WORK REQUIRED: Please copy out each line of the listing that contains the word "calendar".

GIVEN RECORDS:
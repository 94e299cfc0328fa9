use chrono::NaiveDate;
use serde::Deserialize;
use serde_json::{json, Value};

use super::{parse_payload, payload_object, to_json};
use crate::calendar::{self, BsDate};
use crate::interest::{self, Frequency, InterestMethod, InterestRequest, RateBasis};

#[derive(Debug, Deserialize)]
struct DatePayload {
    #[serde(alias = "bs", alias = "ad")]
    date: String,
}

#[derive(Debug, Deserialize)]
struct MonthPayload {
    year: u16,
    month: u8,
}

#[derive(Debug, Deserialize)]
#[serde(rename_all = "camelCase")]
struct RangePayload {
    #[serde(alias = "from", alias = "start_date", alias = "startDate")]
    start: BsDate,
    #[serde(alias = "to", alias = "end_date", alias = "endDate")]
    end: BsDate,
}

#[derive(Debug, Deserialize)]
struct AddDaysPayload {
    date: BsDate,
    days: i64,
}

#[derive(Debug, Deserialize)]
#[serde(rename_all = "camelCase")]
struct InterestPayload {
    principal: f64,
    rate: f64,
    #[serde(default, alias = "rate_basis", alias = "basis")]
    rate_basis: Option<String>,
    #[serde(alias = "from", alias = "start_date", alias = "startDate")]
    start: BsDate,
    #[serde(default, alias = "to", alias = "end_date", alias = "endDate")]
    end: Option<BsDate>,
    #[serde(default, alias = "frequency", alias = "method")]
    compounding: Option<String>,
}

/// `"monthly"`-style rate basis; defaults to per annum.
pub(super) fn parse_rate_basis(raw: Option<&str>) -> Result<RateBasis, String> {
    match raw.map(|s| s.trim().to_ascii_lowercase()).as_deref() {
        None | Some("") | Some("annual") | Some("yearly") | Some("per_annum") | Some("year") => {
            Ok(RateBasis::PerAnnum)
        }
        Some("monthly") | Some("per_month") | Some("month") => Ok(RateBasis::PerMonth),
        Some(other) => Err(format!("Unknown rate basis '{other}'")),
    }
}

/// Missing, `"simple"` or `"none"` mean simple interest; anything else
/// names the compounding frequency.
pub(super) fn parse_method(raw: Option<&str>) -> Result<InterestMethod, String> {
    match raw.map(str::trim) {
        None | Some("") => Ok(InterestMethod::Simple),
        Some(s) if s.eq_ignore_ascii_case("simple") || s.eq_ignore_ascii_case("none") => {
            Ok(InterestMethod::Simple)
        }
        Some(s) => Frequency::parse(s)
            .map(InterestMethod::Compound)
            .map_err(String::from),
    }
}

fn date_json(date: &BsDate) -> Value {
    json!({
        "bs": date.to_string(),
        "bsNepali": date.to_nepali_string(),
        "ad": date.to_ad().format("%Y-%m-%d").to_string(),
        "weekday": date.weekday().to_string(),
        "long": date.to_long_string(),
        "longNepali": date.to_long_string_np(),
    })
}

pub fn bs_today() -> Result<Value, String> {
    let today = BsDate::today().map_err(String::from)?;
    Ok(date_json(&today))
}

pub fn bs_from_ad(arg0: Option<Value>) -> Result<Value, String> {
    let payload: DatePayload = parse_payload(payload_object(arg0, "date"), "date")?;
    let ad = NaiveDate::parse_from_str(payload.date.trim(), "%Y-%m-%d")
        .map_err(|e| format!("Invalid AD date '{}': {e}", payload.date))?;
    let bs = BsDate::from_ad(ad).map_err(String::from)?;
    Ok(date_json(&bs))
}

pub fn bs_to_ad(arg0: Option<Value>) -> Result<Value, String> {
    let payload: DatePayload = parse_payload(payload_object(arg0, "date"), "date")?;
    let bs: BsDate = payload.date.parse().map_err(String::from)?;
    Ok(date_json(&bs))
}

pub fn bs_month(arg0: Option<Value>) -> Result<Value, String> {
    let payload: MonthPayload = parse_payload(payload_object(arg0, "year"), "month")?;
    let grid = calendar::month_grid(payload.year, payload.month).map_err(String::from)?;
    to_json(&grid)
}

pub fn bs_diff(arg0: Option<Value>) -> Result<Value, String> {
    let payload: RangePayload = parse_payload(payload_object(arg0, "start"), "date range")?;
    let duration = payload.start.diff(&payload.end).map_err(String::from)?;
    Ok(json!({
        "years": duration.years,
        "months": duration.months,
        "days": duration.days,
        "totalDays": payload.start.days_until(&payload.end),
        "text": duration.to_string(),
    }))
}

pub fn bs_add_days(arg0: Option<Value>) -> Result<Value, String> {
    let payload: AddDaysPayload = parse_payload(payload_object(arg0, "date"), "add days")?;
    let date = payload.date.add_days(payload.days).map_err(String::from)?;
    Ok(date_json(&date))
}

pub fn interest_calculate(arg0: Option<Value>) -> Result<Value, String> {
    let payload: InterestPayload = parse_payload(payload_object(arg0, "principal"), "interest")?;
    let end = match payload.end {
        Some(end) => end,
        None => BsDate::today().map_err(String::from)?,
    };
    let request = InterestRequest {
        principal: payload.principal,
        rate: payload.rate,
        rate_basis: parse_rate_basis(payload.rate_basis.as_deref())?,
        start: payload.start,
        end,
        method: parse_method(payload.compounding.as_deref())?,
    };
    let breakdown = interest::calculate(&request).map_err(String::from)?;
    to_json(&breakdown)
}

EXERCISE RESPONSE:
use crate::calendar::{self, BsDate};
    let grid = calendar::month_grid(payload.year, payload.month).map_err(String::from)?;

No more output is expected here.